The most immediately noticeable thing about Dead Cities, Red Seas & Lost Ghosts is how different M83's palette of sounds is from the ones usually used to create music possessing this much beauty and depth. Countless musicians have humanized electronic sounds by generating tones that are warm or organic, but M83 have chosen a more challenging route, conveying warmth and beauty through that familiar filtered buzz of hackneyed synthesizers usually found in techno and dance tracks. Simply put, the sounds that have constituted some of the most vapid, hedonistic, and forgettable music of our time have come back to make us cry.
M83 open their album with one of their most striking misappropriations of trite instrumentation. In "Birds", a tinny sample of chirping birds is combined with swells of synth strings and a computerized voice repeating, "Sun is shining, birds are singing, flowers are glowing, clouds are looming and I am flying." In another context, this combination might have been disastrous, but M83 manage to turn it into something surprisingly powerful. The computerized voice is run through an odd, wavering melodic filter that affords it just the right degree of harmonic dissonance with the synth strings, and takes on a decidedly unsettling feel, turning it into a mantra-like invocation of the unsteady world you're about to enter.
Once inside, you're exposed to a landscape of such depth and complexity that it often seems infinite. Rather than just ending, sounds and songs disappear off into the horizon, always bringing the promise of something familiar but unforeseen to follow. "Unrecorded", the first full-fledged song on Dead Cities, makes clear why M83 have drawn so many My Bloody Valentine comparisons. Building upon a foundation of fuzzed-out guitar, rich bass, synth strings, and a drum machine that sounds surprisingly like the acoustic drums of Loveless, M83 layer burbling techno synthesizers into complex rhythmic intersections, as the song's vast backdrop slowly fades away. Just like My Bloody Valentine and their ilk turned fuzzy, distorted electric guitars into something divine and volatile, M83 recast harsh sawtooth waves as voices of reflection and regret. In "Run into Flowers", almost-real strings and whispered vocals are juxtaposed with overdriven drum machine clicks, as an insistent 4/4 beat carries you through images of lush fields, abandoned factories and polluted rivers.
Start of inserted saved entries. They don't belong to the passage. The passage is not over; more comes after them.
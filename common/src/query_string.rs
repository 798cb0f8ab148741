//! Boolean query string rendering, following Google search operator
//! conventions.

use std::collections::BTreeSet;

use crate::search_query::{JoinOperator, SearchQuery};

pub const GOOGLE_SEARCH_ENDPOINT: &'static str = "https://www.google.com/search?q=";


/// Wraps a term in double quotes, escaping any embedded quote character.
/// Terms are trimmed at the ingestion boundary, not here.
pub fn quote(term: &str) -> String {
    format!("\"{}\"", term.replace('"', "\\\""))
}

/// Combines the terms of one facet group.
///
/// A single term stays unparenthesized; two or more terms are joined with the
/// operator and wrapped in one pair of parentheses, so groups from different
/// facets can be mixed without ambiguous precedence.
pub fn join_group(terms: &[String], op: JoinOperator) -> String {
    match terms {
        [] => String::new(),
        [single] => single.clone(),
        _ => format!("({})", terms.join(&format!(" {} ", op.as_str()))),
    }
}

fn quoted(terms: &BTreeSet<String>) -> Vec<String> {
    terms.iter().map(|term| quote(term)).collect()
}

/// Renders one query snapshot into the final boolean search string.
///
/// Types, locations and excludes are always OR-joined; the keyword join
/// operator is caller-selectable. The exclude group is negated as a unit with
/// a prefixed minus and appended after the positive clause with plain
/// whitespace, matching how the search engine treats adjacent clauses.
/// Absent facets are omitted; with no facets at all the result is empty.
pub fn build_query_string(query: &SearchQuery) -> String {
    let site = query.site.trim();
    let site_part = if site.is_empty() {
        String::new()
    } else {
        format!("site:{site}")
    };

    let type_part = join_group(&quoted(&query.types), JoinOperator::Or);
    let kw_part = join_group(&quoted(&query.keywords), query.keyword_join);
    let loc_part = join_group(&quoted(&query.locations), JoinOperator::Or);

    let exclude_group = join_group(&quoted(&query.excludes), JoinOperator::Or);
    let exclude_part = if exclude_group.is_empty() {
        String::new()
    } else {
        format!("-{exclude_group}")
    };

    let positive = [site_part, type_part, kw_part, loc_part]
        .into_iter()
        .filter(|part| !part.is_empty())
        .collect::<Vec<String>>()
        .join(" AND ");

    [positive, exclude_part]
        .into_iter()
        .filter(|part| !part.is_empty())
        .collect::<Vec<String>>()
        .join(" ")
}

/// Search engine link for a built query, or `None` when there is nothing to
/// search for and the UI should render an inert control.
pub fn google_search_url(query_string: &str) -> Option<String> {
    if query_string.trim().is_empty() {
        return None;
    }
    Some(format!(
        "{GOOGLE_SEARCH_ENDPOINT}{}",
        urlencoding::encode(query_string)
    ))
}


#[cfg(test)]
mod tests {
    use super::*;
    use std::collections::BTreeSet;

    fn terms(items: &[&str]) -> BTreeSet<String> {
        items.iter().map(|item| item.to_string()).collect()
    }

    fn strings(items: &[&str]) -> Vec<String> {
        items.iter().map(|item| item.to_string()).collect()
    }

    #[test]
    fn quote_wraps_in_double_quotes() {
        assert_eq!(quote("react"), "\"react\"");
    }

    #[test]
    fn quote_escapes_embedded_quotes() {
        assert_eq!(quote("he said \"hi\""), "\"he said \\\"hi\\\"\"");
    }

    #[test]
    fn join_group_of_nothing_is_empty() {
        assert_eq!(join_group(&[], JoinOperator::Or), "");
    }

    #[test]
    fn join_group_of_one_stays_unparenthesized() {
        assert_eq!(join_group(&strings(&["x"]), JoinOperator::And), "x");
    }

    #[test]
    fn join_group_of_two_is_parenthesized() {
        assert_eq!(
            join_group(&strings(&["a", "b"]), JoinOperator::And),
            "(a AND b)"
        );
    }

    #[test]
    fn join_group_of_three_uses_one_pair_of_parentheses() {
        assert_eq!(
            join_group(&strings(&["a", "b", "c"]), JoinOperator::Or),
            "(a OR b OR c)"
        );
    }

    #[test]
    fn empty_query_builds_empty_string() {
        assert_eq!(build_query_string(&SearchQuery::default()), "");
    }

    #[test]
    fn build_is_deterministic() {
        let query = SearchQuery {
            site: "github.com".to_string(),
            types: terms(&["frontend"]),
            keywords: terms(&["react", "typescript"]),
            keyword_join: JoinOperator::Or,
            ..Default::default()
        };
        assert_eq!(build_query_string(&query), build_query_string(&query));
    }

    #[test]
    fn positive_facets_are_and_joined() {
        let query = SearchQuery {
            site: "github.com".to_string(),
            types: terms(&["frontend"]),
            keywords: terms(&["react", "typescript"]),
            keyword_join: JoinOperator::Or,
            ..Default::default()
        };
        assert_eq!(
            build_query_string(&query),
            "site:github.com AND \"frontend\" AND (\"react\" OR \"typescript\")"
        );
    }

    #[test]
    fn excludes_are_negated_as_one_or_group() {
        let query = SearchQuery {
            site: "github.com".to_string(),
            types: terms(&["frontend"]),
            keywords: terms(&["react", "typescript"]),
            keyword_join: JoinOperator::Or,
            excludes: terms(&["recruiter", "hiring"]),
            ..Default::default()
        };
        assert_eq!(
            build_query_string(&query),
            "site:github.com AND \"frontend\" AND (\"react\" OR \"typescript\") \
             -(\"hiring\" OR \"recruiter\")"
        );
    }

    #[test]
    fn single_term_groups_stay_unparenthesized_in_full_query() {
        let query = SearchQuery {
            site: "github.com".to_string(),
            types: terms(&["frontend"]),
            keywords: terms(&["python"]),
            keyword_join: JoinOperator::And,
            locations: terms(&["london"]),
            ..Default::default()
        };
        assert_eq!(
            build_query_string(&query),
            "site:github.com AND \"frontend\" AND \"python\" AND \"london\""
        );
    }

    #[test]
    fn single_exclude_is_prefixed_without_parentheses() {
        let query = SearchQuery {
            site: "github.com".to_string(),
            excludes: terms(&["recruiter"]),
            ..Default::default()
        };
        assert_eq!(build_query_string(&query), "site:github.com -\"recruiter\"");
    }

    #[test]
    fn site_is_trimmed_and_blank_site_is_omitted() {
        let query = SearchQuery {
            site: "  github.com  ".to_string(),
            keywords: terms(&["rust"]),
            ..Default::default()
        };
        assert_eq!(build_query_string(&query), "site:github.com AND \"rust\"");

        let query = SearchQuery {
            site: "   ".to_string(),
            keywords: terms(&["rust"]),
            ..Default::default()
        };
        assert_eq!(build_query_string(&query), "\"rust\"");
    }

    #[test]
    fn excludes_without_positive_clause_stand_alone() {
        let query = SearchQuery {
            excludes: terms(&["recruiter", "hiring"]),
            ..Default::default()
        };
        assert_eq!(
            build_query_string(&query),
            "-(\"hiring\" OR \"recruiter\")"
        );
    }

    #[test]
    fn search_url_percent_encodes_the_query() {
        let url = google_search_url("site:github.com AND \"rust\"");
        assert_eq!(
            url.as_deref(),
            Some("https://www.google.com/search?q=site%3Agithub.com%20AND%20%22rust%22")
        );
    }

    #[test]
    fn search_url_is_inert_for_empty_queries() {
        assert_eq!(google_search_url(""), None);
        assert_eq!(google_search_url("   "), None);
    }
}
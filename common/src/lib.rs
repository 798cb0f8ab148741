//! Common library shared by the wizard frontend: query model, query string
//! builder, selection state and catalog data.

extern crate serde;


pub mod search_query;
pub mod query_string;
pub mod selection;
pub mod catalog;
pub mod countries;
//! One component per wizard selection step.

mod site_step;
pub use site_step::SiteStep;

mod types_step;
pub use types_step::TypesStep;

mod keywords_step;
pub use keywords_step::KeywordsStep;

mod locations_step;
pub use locations_step::LocationsStep;

mod excludes_step;
pub use excludes_step::ExcludesStep;
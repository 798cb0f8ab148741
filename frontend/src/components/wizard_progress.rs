//! Wizard progress bar.

use dioxus::prelude::*;

use crate::data_definitions::wizard_step::WizardStep;

#[component]
pub fn WizardProgress(step: ReadSignal<WizardStep>) -> Element {
    let percent = use_memo(move || step().position() * 100 / WizardStep::STAGE_COUNT);

    rsx! {
        div {
            class: "x-progress-track",
            div {
                class: "x-progress-fill",
                style: "width: {percent()}%;",
            }
        }
    }
}
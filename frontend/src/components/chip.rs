//! Toggle chip used by every selection step.

use dioxus::prelude::*;

#[component]
pub fn Chip(pressed: ReadSignal<bool>, on_toggle: Callback<bool>, label: ReadSignal<String>) -> Element {
    let background = use_memo(move || if pressed() { "#ec4899" } else { "#f4f4f5" });
    let color = use_memo(move || if pressed() { "#ffffff" } else { "#18181b" });
    let border = use_memo(move || {
        if pressed() {
            "1px solid transparent"
        } else {
            "1px solid #d4d4d8"
        }
    });

    rsx! {
        button {
            class: "x-chip",
            style: "background: {background()}; color: {color()}; border: {border()};",
            onclick: move |_| on_toggle(!pressed()),
            "{label}"
        }
    }
}
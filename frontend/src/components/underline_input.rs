//! Centered underline text input; Enter submits the step.

use dioxus::prelude::*;

#[component]
pub fn UnderlineInput(
    value: ReadSignal<String>,
    placeholder: String,
    on_input: Callback<String>,
    on_submit: Callback<()>,
) -> Element {
    rsx! {
        input {
            class: "x-underline-input",
            r#type: "text",
            value: "{value}",
            placeholder: "{placeholder}",
            oninput: move |event: Event<FormData>| on_input(event.value()),
            onkeydown: move |event: Event<KeyboardData>| {
                if event.key() == Key::Enter {
                    on_submit(());
                }
            },
        }
    }
}
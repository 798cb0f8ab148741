//! Shared search query model.

use std::collections::BTreeSet;

use serde::{Deserialize, Serialize};


/// How the terms of one facet group are combined.
#[derive(Debug, Clone, Copy, PartialEq, Eq, Serialize, Deserialize, Default)]
pub enum JoinOperator {
    And,
    #[default]
    Or,
}

impl JoinOperator {
    pub fn as_str(&self) -> &'static str {
        match self {
            JoinOperator::And => "AND",
            JoinOperator::Or => "OR",
        }
    }
}


/// One snapshot of the user's facet selections, assembled fresh per
/// evaluation. Term sets are deduplicated by construction; iteration order is
/// the sorted order, which keeps query rendering deterministic.
#[derive(Debug, Clone, PartialEq, Serialize, Deserialize, Default)]
#[serde(default)]
pub struct SearchQuery {
    pub site: String,
    pub types: BTreeSet<String>,
    pub keywords: BTreeSet<String>,
    pub keyword_join: JoinOperator,
    pub locations: BTreeSet<String>,
    pub excludes: BTreeSet<String>,
}
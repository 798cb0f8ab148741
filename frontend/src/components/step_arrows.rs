//! Fixed back/next arrow buttons at the sides of a wizard step.

use dioxus::prelude::*;
use dioxus_free_icons::{
    Icon,
    icons::md_navigation_icons::{MdChevronLeft, MdChevronRight},
};

#[component]
pub fn StepArrows(on_back: Callback<()>, on_next: Callback<()>) -> Element {
    rsx! {
        button {
            class: "x-step-arrow x-step-arrow-left",
            aria_label: "Back",
            onclick: move |_| on_back(()),
            Icon { icon: MdChevronLeft, style: "width: 32px; height: 32px; color: #111827;" }
        }
        button {
            class: "x-step-arrow x-step-arrow-right",
            aria_label: "Next",
            onclick: move |_| on_next(()),
            Icon { icon: MdChevronRight, style: "width: 32px; height: 32px; color: #111827;" }
        }
    }
}
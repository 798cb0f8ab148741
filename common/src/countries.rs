//! Country and city catalog for the locations step.


/// One selectable country with its top cities.
pub struct Country {
    pub code: &'static str,
    pub name: &'static str,
    pub flag: &'static str,
    pub cities: &'static [&'static str],
}

pub const COUNTRIES: &[Country] = &[
    Country {
        code: "GB",
        name: "United Kingdom",
        flag: "\u{1F1EC}\u{1F1E7}",
        cities: &["London", "Manchester", "Edinburgh", "Birmingham", "Bristol", "Leeds"],
    },
    Country {
        code: "US",
        name: "United States",
        flag: "\u{1F1FA}\u{1F1F8}",
        cities: &[
            "New York",
            "San Francisco",
            "Seattle",
            "Austin",
            "Boston",
            "Los Angeles",
        ],
    },
    Country {
        code: "DE",
        name: "Germany",
        flag: "\u{1F1E9}\u{1F1EA}",
        cities: &["Berlin", "Munich", "Hamburg", "Frankfurt", "Cologne"],
    },
    Country {
        code: "FR",
        name: "France",
        flag: "\u{1F1EB}\u{1F1F7}",
        cities: &["Paris", "Lyon", "Toulouse", "Nantes", "Bordeaux"],
    },
    Country {
        code: "NL",
        name: "Netherlands",
        flag: "\u{1F1F3}\u{1F1F1}",
        cities: &["Amsterdam", "Rotterdam", "Utrecht", "Eindhoven", "The Hague"],
    },
    Country {
        code: "IE",
        name: "Ireland",
        flag: "\u{1F1EE}\u{1F1EA}",
        cities: &["Dublin", "Cork", "Galway", "Limerick"],
    },
    Country {
        code: "CH",
        name: "Switzerland",
        flag: "\u{1F1E8}\u{1F1ED}",
        cities: &["Zurich", "Geneva", "Basel", "Lausanne", "Bern"],
    },
    Country {
        code: "ES",
        name: "Spain",
        flag: "\u{1F1EA}\u{1F1F8}",
        cities: &["Madrid", "Barcelona", "Valencia", "Seville", "Malaga"],
    },
    Country {
        code: "SE",
        name: "Sweden",
        flag: "\u{1F1F8}\u{1F1EA}",
        cities: &["Stockholm", "Gothenburg", "Malmo", "Uppsala"],
    },
    Country {
        code: "PL",
        name: "Poland",
        flag: "\u{1F1F5}\u{1F1F1}",
        cities: &["Warsaw", "Krakow", "Wroclaw", "Gdansk", "Poznan"],
    },
    Country {
        code: "PT",
        name: "Portugal",
        flag: "\u{1F1F5}\u{1F1F9}",
        cities: &["Lisbon", "Porto", "Braga", "Coimbra"],
    },
    Country {
        code: "CA",
        name: "Canada",
        flag: "\u{1F1E8}\u{1F1E6}",
        cities: &["Toronto", "Vancouver", "Montreal", "Ottawa", "Calgary"],
    },
];

pub fn country_by_code(code: &str) -> Option<&'static Country> {
    COUNTRIES.iter().find(|country| country.code == code)
}
use dioxus::prelude::*;

use common::catalog::KEYWORD_PRESETS;
use common::search_query::JoinOperator;
use common::selection::SelectionState;

use crate::components::chip::Chip;
use crate::components::underline_input::UnderlineInput;

#[component]
pub fn KeywordsStep(selection: Signal<SelectionState>, on_submit: Callback<()>) -> Element {
    rsx! {
        for preset in KEYWORD_PRESETS.iter() {
            div {
                class: "x-chip-group",
                div { class: "x-chip-group-title", "{preset.group}" }
                div {
                    class: "x-chip-row",
                    for term in preset.terms.iter() {
                        Chip {
                            pressed: selection
                                .read()
                                .preset_keywords
                                .get(preset.group)
                                .is_some_and(|terms| terms.contains(*term)),
                            on_toggle: move |on: bool| {
                                selection.write().toggle_preset_keyword(preset.group, term, on);
                            },
                            label: term.to_string(),
                        }
                    }
                }
            }
        }

        UnderlineInput {
            value: selection.read().extra_keywords_csv.clone(),
            placeholder: "Add custom keywords (comma-separated), e.g. \"design systems\", accessibility".to_string(),
            on_input: move |value: String| selection.write().extra_keywords_csv = value,
            on_submit,
        }

        JoinSelect { selection }
    }
}

/// Floating AND/OR control for the keyword group.
#[component]
fn JoinSelect(selection: Signal<SelectionState>) -> Element {
    rsx! {
        div {
            class: "x-join-select",
            span { "Join" }
            select {
                value: "{selection.read().keyword_join.as_str()}",
                onchange: move |event: Event<FormData>| {
                    selection.write().keyword_join = if event.value() == "AND" {
                        JoinOperator::And
                    } else {
                        JoinOperator::Or
                    };
                },
                option { value: "AND", "AND" }
                option { value: "OR", "OR" }
            }
        }
    }
}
This kind of juxtaposition factors heavily into "In Church", as a clear pipe organ and an angelic, reverb-laden chorus are assaulted by blasts of white noise. Finally, a wrenching, synthesized melody enters, providing a profoundly moving counterpoint to the sterile beauty that preceded it. By the time you get to "0078h", it's impossible to tell whether the heavily altered vocals are of human or computerized origin, and it's also completely ceased to matter. Oftentimes, the most organic sounds on Dead Cities are the most formless, and the most glaringly synthetic sounds the most emotional.
Dead Cities, Red Seas & Lost Ghosts ends fittingly with the 14-minute epic "Beauties Can Die", which recalls at first the melodic, pastoral electronica of Mum's Yesterday Was Dramatic, Today Is Okay. This peaceful opening is soon completely overtaken by a sound that gradually transforms from a low, earthquake-like rumble into a blast of synthesized static. Synthesizers and harmony vocals are layered and layered until the sound is so explosively, beautifully gigantic that you won't mind it's damaging your hearing. The earthquake rumble returns, each time ushering in even more layers of ungodly gorgeous sound, and each time evoking a stomach-turning combination of fear and excitement. At the crash of a synthesized cymbal, the song descends into submerged ambience, and ultimately into a long silence, before resurfacing with distorted radar blips and terrifying shrieks of howling noise.
As "Beauties Can Die" fades, you're left with the feeling that you've just returned from a journey-- that the images passing through your mind for the last hour couldn't possibly have been the result of mere imagination. An album like this extends far beyond your speakers, guiding you through an impossibly rich, detailed world of sound while also giving you room to explore it yourself; you don't listen to Dead Cities, Red Seas & Lost Ghosts, you inhabit it.